Also, as to your original question of why people are reluctant to pay for
software, it depends a lot on the software. Much of the software that people
sell (e.g., a game for a phone) is less useful to me than a cup of coffee, so
I wouldn't bother downloading it even if it was free. And even if your
software is useful to me, it has to compete with lots of free alternatives
that are very good.

There are also the security/privacy risks that comes with installing software
from unknown providers. A widely used open source program would be easier to
trust than an app from some random person on HN that I've never heard of.

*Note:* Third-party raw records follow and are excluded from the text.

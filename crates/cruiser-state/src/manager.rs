//! Periodic state synchronization.
//!
//! The manager drives one sync cycle per interval: fetch the tfstate
//! documents, and when anything changed, run every enabled projection in
//! parallel (each ingests all documents, then builds), joining them all
//! before the next cycle. Any error ends the run; the process supervisor
//! treats that as fatal and restarts.

use std::sync::Arc;
use std::time::Duration;

use async_trait::async_trait;
use cruiser_core::Tfstate;
use tokio::task::JoinSet;
use tokio_util::sync::CancellationToken;
use tracing::{debug, info};

use crate::{StateError, TfstateSource};

/// Default interval between sync cycles.
pub const DEFAULT_SYNC_INTERVAL: Duration = Duration::from_secs(5);

/// A state projection fed by the manager.
///
/// `read_from_tfstate` buffers decoded resources; `build` atomically swaps
/// the buffered set into the readable snapshot and publishes it.
#[async_trait]
pub trait Projection: Send + Sync {
    /// Short name for logging.
    fn name(&self) -> &'static str;

    /// Ingest one document into the projection's buffer.
    fn read_from_tfstate(&self, tfstate: &Tfstate) -> Result<(), StateError>;

    /// Build and publish a snapshot from the buffered documents.
    async fn build(&self) -> Result<(), StateError>;
}

/// The periodic sync loop over a tfstate source and its projections.
pub struct StateManager {
    source: Box<dyn TfstateSource>,
    projections: Vec<Arc<dyn Projection>>,
    interval: Duration,
}

impl StateManager {
    /// Start building a manager.
    pub fn builder() -> StateManagerBuilder {
        StateManagerBuilder::default()
    }

    /// Run sync cycles until cancelled or failed.
    ///
    /// Returns `Ok(())` on cancellation. Any source or projection error ends
    /// the run with that error; the system is restart-oriented and the
    /// supervisor decides what to do with a dead sync loop.
    pub async fn run(mut self, shutdown: CancellationToken) -> Result<(), StateError> {
        info!(interval = ?self.interval, projections = self.projections.len(), "state manager started");

        loop {
            if let Some(documents) = self.source.get_tfstate().await? {
                self.sync(documents).await?;
            } else {
                debug!("tfstate unchanged");
            }

            tokio::select! {
                _ = shutdown.cancelled() => {
                    info!("state manager stopped");
                    return Ok(());
                }
                _ = tokio::time::sleep(self.interval) => {}
            }
        }
    }

    /// Run one cycle: every projection ingests all documents and builds, in
    /// parallel, with a barrier before returning.
    async fn sync(&self, documents: Vec<Tfstate>) -> Result<(), StateError> {
        debug!(documents = documents.len(), "tfstate changed, rebuilding projections");
        let documents = Arc::new(documents);

        let mut tasks = JoinSet::new();
        for projection in &self.projections {
            let projection = Arc::clone(projection);
            let documents = Arc::clone(&documents);
            tasks.spawn(async move {
                for document in documents.iter() {
                    projection.read_from_tfstate(document)?;
                }
                projection.build().await?;
                debug!(projection = projection.name(), "projection rebuilt");
                Ok::<(), StateError>(())
            });
        }

        while let Some(joined) = tasks.join_next().await {
            joined.map_err(|e| StateError::Task(e.to_string()))??;
        }
        Ok(())
    }
}

/// Builder for [`StateManager`].
#[derive(Default)]
pub struct StateManagerBuilder {
    source: Option<Box<dyn TfstateSource>>,
    projections: Vec<Arc<dyn Projection>>,
    interval: Option<Duration>,
}

impl StateManagerBuilder {
    /// Set the tfstate source.
    #[must_use]
    pub fn tfstate_source(mut self, source: impl TfstateSource + 'static) -> Self {
        self.source = Some(Box::new(source));
        self
    }

    /// Enable a projection.
    #[must_use]
    pub fn projection(mut self, projection: Arc<dyn Projection>) -> Self {
        self.projections.push(projection);
        self
    }

    /// Override the sync interval (default 5s).
    #[must_use]
    pub fn periodic_sync_interval(mut self, interval: Duration) -> Self {
        self.interval = Some(interval);
        self
    }

    /// Build the manager.
    pub fn build(self) -> Result<StateManager, StateError> {
        let source = self
            .source
            .ok_or_else(|| StateError::Configuration("no tfstate source selected".into()))?;
        if self.projections.is_empty() {
            return Err(StateError::Configuration("no projections enabled".into()));
        }
        Ok(StateManager {
            source,
            projections: self.projections,
            interval: self.interval.unwrap_or(DEFAULT_SYNC_INTERVAL),
        })
    }
}

#[cfg(test)]
mod tests {
    use super::*;
    use std::sync::atomic::{AtomicUsize, Ordering};

    struct StubSource {
        payloads: Vec<Option<Vec<Tfstate>>>,
    }

    #[async_trait]
    impl TfstateSource for StubSource {
        async fn get_tfstate(&mut self) -> Result<Option<Vec<Tfstate>>, StateError> {
            if self.payloads.is_empty() {
                return Ok(None);
            }
            Ok(self.payloads.remove(0))
        }
    }

    struct FailingSource;

    #[async_trait]
    impl TfstateSource for FailingSource {
        async fn get_tfstate(&mut self) -> Result<Option<Vec<Tfstate>>, StateError> {
            Err(StateError::source_error(std::io::Error::other("listing failed")))
        }
    }

    #[derive(Default)]
    struct RecordingProjection {
        reads: AtomicUsize,
        builds: AtomicUsize,
    }

    #[async_trait]
    impl Projection for RecordingProjection {
        fn name(&self) -> &'static str {
            "recording"
        }

        fn read_from_tfstate(&self, _tfstate: &Tfstate) -> Result<(), StateError> {
            self.reads.fetch_add(1, Ordering::SeqCst);
            Ok(())
        }

        async fn build(&self) -> Result<(), StateError> {
            self.builds.fetch_add(1, Ordering::SeqCst);
            Ok(())
        }
    }

    fn documents(n: usize) -> Vec<Tfstate> {
        (0..n).map(|_| Tfstate::default()).collect()
    }

    #[tokio::test]
    async fn changed_documents_rebuild_every_projection() {
        let first = Arc::new(RecordingProjection::default());
        let second = Arc::new(RecordingProjection::default());

        let manager = StateManager::builder()
            .tfstate_source(StubSource {
                payloads: vec![Some(documents(2)), None],
            })
            .projection(Arc::clone(&first) as Arc<dyn Projection>)
            .projection(Arc::clone(&second) as Arc<dyn Projection>)
            .periodic_sync_interval(Duration::from_millis(10))
            .build()
            .unwrap();

        let shutdown = CancellationToken::new();
        let handle = tokio::spawn(manager.run(shutdown.clone()));

        tokio::time::sleep(Duration::from_millis(50)).await;
        shutdown.cancel();
        handle.await.unwrap().unwrap();

        // Two documents ingested once each, one build, per projection.
        assert_eq!(first.reads.load(Ordering::SeqCst), 2);
        assert_eq!(first.builds.load(Ordering::SeqCst), 1);
        assert_eq!(second.reads.load(Ordering::SeqCst), 2);
        assert_eq!(second.builds.load(Ordering::SeqCst), 1);
    }

    #[tokio::test]
    async fn source_error_ends_the_run() {
        let manager = StateManager::builder()
            .tfstate_source(FailingSource)
            .projection(Arc::new(RecordingProjection::default()) as Arc<dyn Projection>)
            .build()
            .unwrap();

        let err = manager
            .run(CancellationToken::new())
            .await
            .expect_err("source failure is fatal");
        assert!(matches!(err, StateError::Source(_)));
    }

    #[test]
    fn builder_requires_source_and_projections() {
        assert!(matches!(
            StateManager::builder().build(),
            Err(StateError::Configuration(_))
        ));

        let no_projection = StateManager::builder()
            .tfstate_source(StubSource { payloads: vec![] })
            .build();
        assert!(matches!(no_projection, Err(StateError::Configuration(_))));
    }
}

That said, I do buy software that's useful to me. For example, I buy tax prep
software every year, and I pay for e-mail (Fastmail) and a web-based RSS
aggregator (Newsblur).

------
buboard
\- no social signaling value

\- knowing that there is an easily obtainable alternative (piracy) makes
buying feel like being cheated/ripped off. people don't like feeling like
fools, they like to think they re on top of things

\- copies are free to make, so nobody is being deprived or damaged by them
obtaining a copy

\- programmers are generally invisible, so no emotional guilt unless the
programmer themselves makes a personal plea/fundraiser

\- probably no emotional value before buying. after buying, perhaps there is a
certain emotional commitment to the software/game and so they are willing to
spend more .

\- Apple is the exception. It has social signaling value and also emotional
affect, so users are primed to and willing to pay no matter what

------
api
What people will pay for X is not at all rational. The market has been taught
that most software is free, and that coffees cost five bucks. That is what
people expect, so that is what they pay.

Another reason is that it's tough to compete with free. FOSS edges out paid
developer and systems tools everywhere but the high end or specialized niches,
and surveillance capitalism provides a model whereby huge SaaS stacks for
social media and communication can be not only offered but aggressively pushed
for "free." These are not free, but the cost is quite hidden.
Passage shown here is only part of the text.